Rebecca Stark is the author of The Good Portion: Godthe second title in The Good Portion series.

The Good Portion: God explores what Scripture teaches about God in hopes that readers will see his perfection, worth, magnificence, and beauty as they study his triune nature, infinite attributes, and wondrous works. 

                     

Entries by rebecca (4103)

Thursday
Dec182008

Theological Term of the Week

incarnation
The act of God in which God the son, the second person of the Trinity, took upon himself a human nature so that his divine nature and human nature were joined together in one person who is both truly God and truly man.

  • From Philippians 2:5-8:
    Have this mind among yourselves, which is yours in Christ Jesus, who, though he was in the form of God, did not count equality with God a thing to be grasped, but made himself nothing, taking the form of a servant, being born in the likeness of men. And being found in human form, he humbled himself by becoming obedient to the point of death, even death on a cross. (ESV)
  • From The Belgic Confession, Article 18: The Incarnation:

    The Son took the “form of a servant” and was made in the “likeness of man,” truly assuming a real human nature, with all its weaknesses, except for sin; being conceived in the womb of the blessed virgin Mary by the power of the Holy Spirit, without male participation.

    And he not only assumed human nature as far as the body is concerned but also a real human soul, in order that he might be a real human being. For since the soul had been lost as well as the body he had to assume them both to save them both together.

    Therefore we confess … that he “shared the very flesh and blood of children”; that he is “fruit of the loins of David” according to the flesh; “born of the seed of David” according to the flesh; “fruit of the womb of the virgin Mary”;”born of a woman”; “the seed of David”; “a shoot from the root of Jesse”; “the offspring of Judah,” having descended from the Jews according to the flesh; “from the seed of Abraham”— for he “assumed Abraham’s seed” and was “made like his brothers except for sin.”

    In this way he is truly our Immanuel— that is: “God with us.”

  • From The Wonder of God Over Us and With Us by John Frame:

    Have you ever considered the utter mystery surrounding the incarnation of Christ - God entering our time and space while remaining above time and space as our sovereign Lord? The eternal becomes temporal; the infinite becomes finite; the Word that created all things becomes flesh. It is beyond human comprehension. The one who knows all things (John 16:30, 21:17) must “grow in wisdom” (Luke 2:52). The all-sufficient one (Acts 17:25) must hunger and thirst (Matt. 4:2, John 19:28). The creator of all must be homeless (Matt. 8:20). The Lord of life must suffer and die.
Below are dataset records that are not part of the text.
//! Tracing and logging support.
//!
//! The lifecycle core emits `tracing` events (target `svc_command`) at every
//! transition. With the `subscriber` feature this module also offers a
//! ready-made `tracing-subscriber` setup for applications and tests.

pub use tracing::{debug, error, info, trace, warn};

#[cfg(feature = "subscriber")]
use tracing_subscriber::{
    fmt, layer::SubscriberExt, registry::LookupSpan, util::SubscriberInitExt,
    util::TryInitError, EnvFilter, Layer,
};

/// Environment variable selecting the output format
pub const FORMAT_ENV: &str = "SVC_COMMAND_LOG_FORMAT";

/// Tracing output format.
#[derive(Debug, Clone, Copy, PartialEq, Eq, Default)]
pub enum TracingFormat {
    /// Human-readable multi-line output.
    #[default]
    Pretty,

    /// Single-line output.
    Compact,

    /// JSON lines (recommended for production).
    Json,
}

impl std::str::FromStr for TracingFormat {
    type Err = String;

    fn from_str(s: &str) -> Result<Self, Self::Err> {
        match s.trim().to_ascii_lowercase().as_str() {
            "pretty" => Ok(Self::Pretty),
            "compact" => Ok(Self::Compact),
            "json" => Ok(Self::Json),
            other => Err(format!("unknown log format '{}'", other)),
        }
    }
}

/// Tracing configuration.
#[derive(Debug, Clone)]
pub struct TracingConfig {
    /// Filter directive (e.g., "debug" or "svc_command=trace").
    ///
    /// If None, uses RUST_LOG or defaults to "info".
    pub filter: Option<String>,

    /// Output format.
    pub format: TracingFormat,

    /// Include timestamps in output.
    pub timestamps: bool,

    /// Include target module names in output.
    pub target: bool,

    /// Include thread IDs in output.
    pub thread_ids: bool,
}

impl Default for TracingConfig {
    fn default() -> Self {
        Self {
            filter: None,
            format: TracingFormat::Pretty,
            timestamps: true,
            target: true,
            thread_ids: false,
        }
    }
}

impl TracingConfig {
    /// Default configuration with the format taken from `SVC_COMMAND_LOG_FORMAT`.
    ///
    /// Unknown values fall back to the default format.
    pub fn from_env() -> Self {
        let format = std::env::var(FORMAT_ENV)
            .ok()
            .and_then(|value| value.parse().ok())
            .unwrap_or_default();
        Self {
            format,
            ..Self::default()
        }
    }
}

/// Initialize a subscriber with default settings.
///
/// Uses RUST_LOG for level filtering, defaulting to "info".
///
/// # Environment Variables
///
/// - `RUST_LOG=debug` - Enable debug logs
/// - `RUST_LOG=svc_command=trace` - Trace the command lifecycle only
#[cfg(feature = "subscriber")]
pub fn init_subscriber() -> Result<(), TryInitError> {
    init_subscriber_with_config(TracingConfig::default())
}

/// Initialize a subscriber with custom configuration.
///
/// # Example
///
/// ```ignore
/// use svc_command::tracing_support::{init_subscriber_with_config, TracingConfig, TracingFormat};
///
/// init_subscriber_with_config(TracingConfig {
///     format: TracingFormat::Json,
///     ..Default::default()
/// })?;
/// ```
#[cfg(feature = "subscriber")]
pub fn init_subscriber_with_config(config: TracingConfig) -> Result<(), TryInitError> {
    let filter = match &config.filter {
        Some(directive) => EnvFilter::new(directive),
        None => EnvFilter::try_from_default_env().unwrap_or_else(|_| EnvFilter::new("info")),
    };

    tracing_subscriber::registry()
        .with(filter)
        .with(fmt_layer(&config))
        .try_init()
}

#[cfg(feature = "subscriber")]
fn fmt_layer<S>(config: &TracingConfig) -> Box<dyn Layer<S> + Send + Sync>
where
    S: tracing::Subscriber + for<'a> LookupSpan<'a>,
{
    let layer = fmt::layer()
        .with_target(config.target)
        .with_thread_ids(config.thread_ids);

    match (config.format, config.timestamps) {
        (TracingFormat::Pretty, true) => layer.pretty().boxed(),
        (TracingFormat::Pretty, false) => layer.pretty().without_time().boxed(),
        (TracingFormat::Compact, true) => layer.compact().boxed(),
        (TracingFormat::Compact, false) => layer.compact().without_time().boxed(),
        (TracingFormat::Json, true) => layer.json().boxed(),
        (TracingFormat::Json, false) => layer.json().without_time().boxed(),
    }
}

// Fallback when the subscriber feature is disabled
#[cfg(not(feature = "subscriber"))]
pub fn init_subscriber() -> Result<(), std::convert::Infallible> {
    Ok(())
}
God in the flesh must endure estrangement from God the Father (Matt. 27:46).

    In Jesus (God the Son), God, who knows the end from the beginning (Isa. 46:10), must watch His eternal plan unfold bit by bit, moment by moment. He grows from infancy to childhood to adulthood, responding to events as they happen. One time He rejoices; another time He weeps. From day to day, from hour to hour, the changeless God endures change. But God the Son incarnate is still God, still transcendent. As He responds to events in time, He also looks down on the world from above time and space, ruling all the events of nature and history.

    Why did God enter time in Christ? Joseph named his baby Jesus, “because he will save his people from their sins” (Matt. 1:21). It was the Father’s love (John 3:16) that sent His Son, “that whosoever believes in Him shall not perish, but have eternal life.” The Son of God took on the limitations of time, even death, so that we who deserve death can have life without limit, forever with God. He died in our place, that we might never die.

Learn more:

  1. J. I. Packer: Incarnation: God Sent His Son, To Save Us
  2. Paul Helm: Incomprehensibly Made Man
  3. Bob Deffinbaugh: The Importance of the Incarnation
  4. Wayne Grudem: The Person of Christ, Part 1, Part 2Part 3 (audio)

Related terms: 

Filed under Person, Work and Teachings of Christ

Do you have a a theological term you’d like to see featured here as a Theological Term of the Week? If you email it to me, I’ll seriously consider using it, giving you credit for the suggestion and linking back to your blog when I do.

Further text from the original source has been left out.